#### Dataset extract
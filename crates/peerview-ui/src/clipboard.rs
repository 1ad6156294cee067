//! 클립보드 어댑터와 복사 헬퍼.
//!
//! macOS/Windows는 arboard가 1차, 플랫폼 복사 명령(pbcopy, clip)이 대체 백엔드다.
//! X11/Wayland에서는 클립보드 내용을 소유 프로세스가 계속 제공해야 하므로
//! 프로세스 종료 후에도 남는 wl-copy/xclip을 1차로 쓰고 arboard를 대체로 둔다.
//! 결과는 토스트로 알린다.

use peerview_core::error::CoreError;
use peerview_core::ports::clipboard::ClipboardBackend;
use std::io::Write;
use std::process::{Command, Stdio};
use std::time::Duration;
use tracing::{debug, warn};

use crate::toast::ToastService;

/// 복사 성공 토스트
pub const COPY_SUCCESS_MESSAGE: &str = "Copied to clipboard!";
/// 복사 실패 토스트
pub const COPY_FAILURE_MESSAGE: &str = "Failed to copy";

/// X11/Wayland에서 arboard가 클립보드를 붙잡고 기다리는 최대 시간
pub const DEFAULT_LINUX_HOLD: Duration = Duration::from_secs(2);

/// 클립보드 소유자가 프로세스와 함께 사라지는 플랫폼인지
pub const fn selection_needs_owner() -> bool {
    cfg!(all(
        unix,
        not(any(target_os = "macos", target_os = "android", target_os = "emscripten"))
    ))
}

/// arboard 기반 시스템 클립보드
#[derive(Debug)]
pub struct ArboardClipboard {
    /// X11/Wayland에서 다른 앱이 가져갈 때까지 기다리는 시간
    hold: Duration,
}

impl ArboardClipboard {
    pub fn new() -> Self {
        Self::with_hold(DEFAULT_LINUX_HOLD)
    }

    pub fn with_hold(hold: Duration) -> Self {
        Self { hold }
    }
}

impl Default for ArboardClipboard {
    fn default() -> Self {
        Self::new()
    }
}

impl ClipboardBackend for ArboardClipboard {
    fn name(&self) -> &str {
        "arboard"
    }

    fn write_text(&self, text: &str) -> Result<(), CoreError> {
        let mut clipboard = arboard::Clipboard::new()
            .map_err(|e| CoreError::Clipboard(format!("클립보드 열기 실패: {e}")))?;
        self.set(&mut clipboard, text)
            .map_err(|e| CoreError::Clipboard(format!("클립보드 쓰기 실패: {e}")))
    }
}

impl ArboardClipboard {
    // Clipboard가 drop되면 내용이 사라지므로 hold 동안 소유권을 유지한다
    #[cfg(all(
        unix,
        not(any(target_os = "macos", target_os = "android", target_os = "emscripten"))
    ))]
    fn set(&self, clipboard: &mut arboard::Clipboard, text: &str) -> Result<(), arboard::Error> {
        use arboard::SetExtLinux;

        let deadline = std::time::Instant::now() + self.hold;
        clipboard.set().wait_until(deadline).text(text.to_string())
    }

    #[cfg(not(all(
        unix,
        not(any(target_os = "macos", target_os = "android", target_os = "emscripten"))
    )))]
    fn set(&self, clipboard: &mut arboard::Clipboard, text: &str) -> Result<(), arboard::Error> {
        let _ = self.hold;
        clipboard.set_text(text.to_string())
    }
}

/// 표준 입력으로 텍스트를 받는 복사 명령
#[derive(Debug, Clone, PartialEq, Eq)]
pub struct CommandClipboard {
    program: String,
    args: Vec<String>,
}

impl CommandClipboard {
    pub fn new(program: impl Into<String>, args: &[&str]) -> Self {
        Self {
            program: program.into(),
            args: args.iter().map(|a| a.to_string()).collect(),
        }
    }

    /// 현재 플랫폼의 기본 복사 명령
    pub fn platform_default() -> Self {
        if cfg!(target_os = "macos") {
            Self::new("pbcopy", &[])
        } else if cfg!(target_os = "windows") {
            Self::new("clip", &[])
        } else if std::env::var_os("WAYLAND_DISPLAY").is_some() {
            Self::new("wl-copy", &[])
        } else {
            Self::new("xclip", &["-selection", "clipboard"])
        }
    }

    pub fn program(&self) -> &str {
        &self.program
    }
}

impl ClipboardBackend for CommandClipboard {
    fn name(&self) -> &str {
        &self.program
    }

    fn write_text(&self, text: &str) -> Result<(), CoreError> {
        let mut child = Command::new(&self.program)
            .args(&self.args)
            .stdin(Stdio::piped())
            .stdout(Stdio::null())
            .stderr(Stdio::null())
            .spawn()
            .map_err(|e| CoreError::Clipboard(format!("{} 실행 실패: {e}", self.program)))?;

        // stdin을 닫아야 명령이 입력 끝을 인식한다
        let written = match child.stdin.take() {
            Some(mut stdin) => stdin.write_all(text.as_bytes()),
            None => Ok(()),
        };

        if let Err(e) = written {
            let _ = child.kill();
            let _ = child.wait();
            return Err(CoreError::Clipboard(format!(
                "{} 입력 쓰기 실패: {e}",
                self.program
            )));
        }

        let status = child.wait()?;
        if status.success() {
            Ok(())
        } else {
            Err(CoreError::Clipboard(format!(
                "{} 종료 코드: {status}",
                self.program
            )))
        }
    }
}

/// 클립보드 복사 + 결과 토스트
pub struct ClipboardHelper {
    primary: Box<dyn ClipboardBackend>,
    fallback: Option<Box<dyn ClipboardBackend>>,
    toasts: ToastService,
}

impl ClipboardHelper {
    pub fn new(
        primary: Box<dyn ClipboardBackend>,
        fallback: Option<Box<dyn ClipboardBackend>>,
        toasts: ToastService,
    ) -> Self {
        Self {
            primary,
            fallback,
            toasts,
        }
    }

    /// arboard + 플랫폼 명령 조합
    ///
    /// X11/Wayland에서는 플랫폼 명령이 1차 백엔드다.
    pub fn system(toasts: ToastService) -> Self {
        let arboard: Box<dyn ClipboardBackend> = Box::new(ArboardClipboard::new());
        let command: Box<dyn ClipboardBackend> = Box::new(CommandClipboard::platform_default());
        let (primary, fallback) = if selection_needs_owner() {
            (command, arboard)
        } else {
            (arboard, command)
        };
        Self::new(primary, Some(fallback), toasts)
    }

    /// 시도 순서대로 백엔드 이름
    pub fn backend_names(&self) -> Vec<&str> {
        std::iter::once(self.primary.name())
            .chain(self.fallback.as_ref().map(|b| b.name()))
            .collect()
    }

    /// 텍스트 복사. 성공 여부를 반환하고 토스트로 알린다.
    pub fn copy(&self, text: &str) -> bool {
        let copied = match self.primary.write_text(text) {
            Ok(()) => {
                debug!("클립보드 복사 완료 ({})", self.primary.name());
                true
            }
            Err(e) => {
                warn!("클립보드 복사 실패 ({}): {e}", self.primary.name());
                self.copy_with_fallback(text)
            }
        };

        if copied {
            self.toasts.success(COPY_SUCCESS_MESSAGE);
        } else {
            self.toasts.error(COPY_FAILURE_MESSAGE);
        }
        copied
    }

    fn copy_with_fallback(&self, text: &str) -> bool {
        let Some(fallback) = &self.fallback else {
            return false;
        };
        match fallback.write_text(text) {
            Ok(()) => {
                debug!("대체 클립보드로 복사 완료 ({})", fallback.name());
                true
            }
            Err(e) => {
                warn!("대체 클립보드 복사 실패 ({}): {e}", fallback.name());
                false
            }
        }
    }
}

impl std::fmt::Debug for ClipboardHelper {
    fn fmt(&self, f: &mut std::fmt::Formatter<'_>) -> std::fmt::Result {
        f.debug_struct("ClipboardHelper")
            .field("primary", &self.primary.name())
            .field("fallback", &self.fallback.as_ref().map(|b| b.name()))
            .finish()
    }
}
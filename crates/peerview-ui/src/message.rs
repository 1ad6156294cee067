//! 폼 상단 인라인 메시지.
//!
//! 슬롯당 메시지는 하나만 유지한다. 새 메시지는 기존 메시지를 대체하고,
//! 표시 후 일정 시간이 지나면 스스로 사라진다.

use parking_lot::Mutex;
use peerview_core::models::notification::Severity;
use std::sync::atomic::{AtomicU64, Ordering};
use std::sync::Arc;
use std::time::Duration;
use tracing::{debug, warn};

use crate::html_surface::escape_html;

/// 표시 중인 메시지
#[derive(Debug, Clone, PartialEq, Eq)]
pub struct InlineMessage {
    /// 슬롯 내 일련번호
    pub id: u64,
    /// 본문
    pub text: String,
    /// 종류 (`message {kind}` 클래스)
    pub kind: Severity,
}

#[derive(Debug)]
struct SlotInner {
    current: Mutex<Option<InlineMessage>>,
    next_id: AtomicU64,
    lifetime: Duration,
}

/// 인라인 메시지 슬롯
#[derive(Debug, Clone)]
pub struct MessageSlot {
    inner: Arc<SlotInner>,
}

impl MessageSlot {
    /// `lifetime` 후 자동 제거되는 슬롯
    pub fn new(lifetime: Duration) -> Self {
        Self {
            inner: Arc::new(SlotInner {
                current: Mutex::new(None),
                next_id: AtomicU64::new(1),
                lifetime,
            }),
        }
    }

    /// 메시지 표시 (기존 메시지 대체)
    pub fn show(&self, text: impl Into<String>, kind: impl Into<Severity>) -> u64 {
        let id = self.inner.next_id.fetch_add(1, Ordering::Relaxed);
        *self.inner.current.lock() = Some(InlineMessage {
            id,
            text: text.into(),
            kind: kind.into(),
        });

        match tokio::runtime::Handle::try_current() {
            Ok(handle) => {
                let weak = Arc::downgrade(&self.inner);
                let lifetime = self.inner.lifetime;
                handle.spawn(async move {
                    tokio::time::sleep(lifetime).await;
                    if let Some(inner) = weak.upgrade() {
                        let mut current = inner.current.lock();
                        if current.as_ref().is_some_and(|m| m.id == id) {
                            *current = None;
                            debug!("인라인 메시지 만료: {id}");
                        }
                    }
                });
            }
            Err(_) => warn!("tokio 런타임 없음, 인라인 메시지 자동 제거 생략"),
        }

        id
    }

    /// 현재 메시지
    pub fn current(&self) -> Option<InlineMessage> {
        self.inner.current.lock().clone()
    }

    /// 메시지 즉시 제거
    pub fn clear(&self) {
        *self.inner.current.lock() = None;
    }

    /// HTML 렌더링 (메시지가 없으면 빈 문자열)
    pub fn render(&self) -> String {
        match self.current() {
            Some(message) => format!(
                r#"<div class="message {}">{}</div>"#,
                escape_html(message.kind.as_str()),
                escape_html(&message.text)
            ),
            None => String::new(),
        }
    }
}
########
### Directions
Each line of the records that holds the word "lock" should be copied out.

### Solution for this task
        *self.inner.current.lock() = Some(InlineMessage {
                        let mut current = inner.current.lock();
        self.inner.current.lock().clone()
        *self.inner.current.lock() = None;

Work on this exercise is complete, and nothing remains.